Le Chant d'Esmeralda :

 



« - Mère, première du Nom Brume étincelante et nuée d'argent... Matrice de cristal et de velours...                                                Immense berceau d'amour...                                                           Je suis ta fille, ton enfant...

 

Pour toi, je chante les splendeurs de la Création...                 Avec toi, je concélèbre l'union de ce qui Fût, Est et Sera en tout espace et en tous les temps, absolument, infiniment...

 

Je suis ton chant et je suis ta voix...                                            En mon cœur, c'est ton cœur qui bat et qui redonne joie à cela qui se sentait perdu et qui ne croyait plus en Toi...



Mère des Origines, Mère de toute Vie Toi qui enfante, toi qui engendre, toi qui génère, le Vivant de l'Univers...               Entend-moi, Ecoute-moi, reçois de tout mon être reconnaissant l'offrande et la prière...

Par toi je suis, par toi je suis en vie ; une vie faite de corps et d'esprit, de feu et de terre, d'eau et d'éther, d'arbre et de pierre, de vent et d'oiseau aussi... ainsi que d'ailes de Lumière....



Mère enveloppe-moi de tes bras...

Que ma tête repose sur ton sein blanc...

Mère berce ton enfant...

Ecoute et entend, regarde et vois...

Je suis là, je t'attends... »

 



La nuit elle-même prit ce chant sur ses lèvres et le porta au point du jour, à ce rendez-vous d'amour que nous donne les aurores....



Les chevaux de la mer (les chevaux à la crinière d'écume) s'en venaient maintenant battre les flancs de la falaise en contre-bas du versant granitique... Une chouette faisait entendre ses cris bien à l'abri dans le vieux moulin ruiné du haut landier...
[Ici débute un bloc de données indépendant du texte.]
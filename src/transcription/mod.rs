pub mod providers;

use async_trait::async_trait;
use std::path::Path;
use std::sync::Arc;

use crate::config::{ProviderKind, TranscriptionConfig};
use crate::error::StageError;
use crate::retry::RetryPolicy;

/// Trait for remote speech-to-text providers
#[async_trait]
pub trait SpeechToText: Send + Sync {
    /// Upload one audio chunk and return its transcript text
    async fn transcribe(&self, audio_path: &Path) -> Result<String, StageError>;
    fn provider(&self) -> ProviderKind;
}

/// Create a speech-to-text instance based on configuration
pub fn create_transcriber(config: &TranscriptionConfig) -> anyhow::Result<Arc<dyn SpeechToText>> {
    match config.provider {
        ProviderKind::OpenAi => Ok(Arc::new(providers::OpenAiTranscriber::new(config.clone())?)),
        ProviderKind::Azure => Ok(Arc::new(providers::AzureTranscriber::new(config.clone())?)),
    }
}

/// Retry-wrapped transcription entry point used by the pipeline.
///
/// Every retry reuses the same chunk artifact; results are only ever
/// handed back to the caller, which owns the single write into its
/// record's transcript slot.
#[derive(Clone)]
pub struct TranscriptionClient {
    provider: Arc<dyn SpeechToText>,
    retry: RetryPolicy,
}

impl TranscriptionClient {
    pub fn new(provider: Arc<dyn SpeechToText>, retry: RetryPolicy) -> Self {
        Self { provider, retry }
    }

    pub async fn transcribe(&self, chunk_path: &Path) -> Result<String, StageError> {
        self.retry
            .run("transcription", || {
                let provider = Arc::clone(&self.provider);
                let path = chunk_path.to_path_buf();
                async move { provider.transcribe(&path).await }
            })
            .await
    }
}
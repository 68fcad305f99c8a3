use anyhow::Result;
use clap::{Arg, Command};
use std::path::PathBuf;
use tracing::{error, info, warn};

mod assembler;
mod audio;
mod chunker;
mod config;
mod error;
mod formatter;
mod llm;
mod pipeline;
mod probe;
mod retry;
mod transcription;

use crate::config::Config;
use crate::pipeline::PipelineRunner;

#[tokio::main]
async fn main() -> Result<()> {
    // Initialize logging
    tracing_subscriber::fmt()
        .with_env_filter(
            tracing_subscriber::EnvFilter::try_from_default_env()
                .unwrap_or_else(|_| "lecture_scribe=info,warn".into()),
        )
        .init();

    let matches = Command::new("Lecture Scribe")
        .version("0.1.0")
        .about("Turns recorded lectures into polished Markdown notes")
        .arg(
            Arg::new("input-dir")
                .short('i')
                .long("input-dir")
                .value_name("DIR")
                .help("Directory containing videos to process")
                .required(true),
        )
        .arg(
            Arg::new("output-dir")
                .short('o')
                .long("output-dir")
                .value_name("DIR")
                .help("Output directory for generated notes"),
        )
        .arg(
            Arg::new("workers")
                .short('w')
                .long("workers")
                .value_name("NUM")
                .help("Number of files processed concurrently"),
        )
        .get_matches();

    let input_dir = PathBuf::from(matches.get_one::<String>("input-dir").unwrap());

    // Load configuration, then layer CLI flags on top
    let mut config = Config::load().unwrap_or_else(|e| {
        warn!("Failed to load config, using defaults: {}", e);
        Config::default()
    });

    if let Some(output_dir) = matches.get_one::<String>("output-dir") {
        config.output.base_dir = PathBuf::from(output_dir);
    }
    if let Some(workers) = matches.get_one::<String>("workers") {
        config.performance.max_workers = workers.parse()?;
    }

    config.validate()?;

    info!("🚀 Lecture Scribe starting");
    info!("{}", config.summary());

    if !input_dir.exists() {
        error!("Input directory does not exist: {}", input_dir.display());
        return Err(anyhow::anyhow!("input directory not found"));
    }

    let output_dir = config.output.base_dir.clone();
    let runner = PipelineRunner::new(config)?;
    let summary = runner.process_directory(&input_dir, &output_dir).await?;

    info!(
        "🎉 Processing completed in {:.2}s",
        summary.total_time.as_secs_f64()
    );
    info!("✅ Successful: {}", summary.successful);
    info!("❌ Failed: {}", summary.failed);

    for outcome in &summary.outcomes {
        match (&outcome.output_path, &outcome.failure) {
            (Some(path), _) => info!("  {} → {}", outcome.source.display(), path.display()),
            (None, Some(failure)) => info!(
                "  {} failed at {} stage: {}",
                outcome.source.display(),
                failure.stage,
                failure.reason
            ),
            (None, None) => {}
        }
    }

    if summary.failed > 0 {
        return Err(anyhow::anyhow!(
            "{} of {} files failed",
            summary.failed,
            summary.total
        ));
    }

    Ok(())
}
Dans l'amplitude de sa marée, la mère brassait en tous les sens l’amoncellement de galets qui en s'entrechoquant et en glissant et roulant les uns sur les autres, faisaient entendre un son proche de celui d'un écoulement minéral répétitif en son rythme et très lancinant comme si la plage elle-même était entrée en transes, s'enivrant à souhait en ses lames tantôt rageuses tantôt langoureuses...



La voix s'était tue sur une mélopée de moins en moins audible se posant sur chaque chose, sur chaque forme, comme chaque feuille, chaque brin d'herbe accueille la rosée scintillante du matin...



Du sac en coton beige qu'elle portait à l'épaule, elle sortit un petit pot de gré contenant une glaise grise et bleue ramassée en un lieu tenu secret par elle, une marne enfouie sous les sables d'une crique difficilement accessible sauf aux très grandes marées d'équinoxe...

Une argile très ancienne, pétrie et brassée dans la profondeur des siècles, des millénaires, et sans cesse épurée parle sel marin...



Elle porta de ses deux doigts l'argile à son visage, s'en recouvra le front et les joues puis enveloppa ses seins et son bas ventre et la paume de ses deux mains... Puis elle se roula dans l'épais tapis de feuilles mortes et resta ainsi allongée les bras et es jambes écartés comme pour épouser en quintessence le Cercle du Monde...



Elle était lors humus et terreau, lente décomposition des matières organiques altérées, souillées par les effluves et les relents nauséabonds d'un siècle en déliquescence morale, éthique, physique, psychique et corporelle...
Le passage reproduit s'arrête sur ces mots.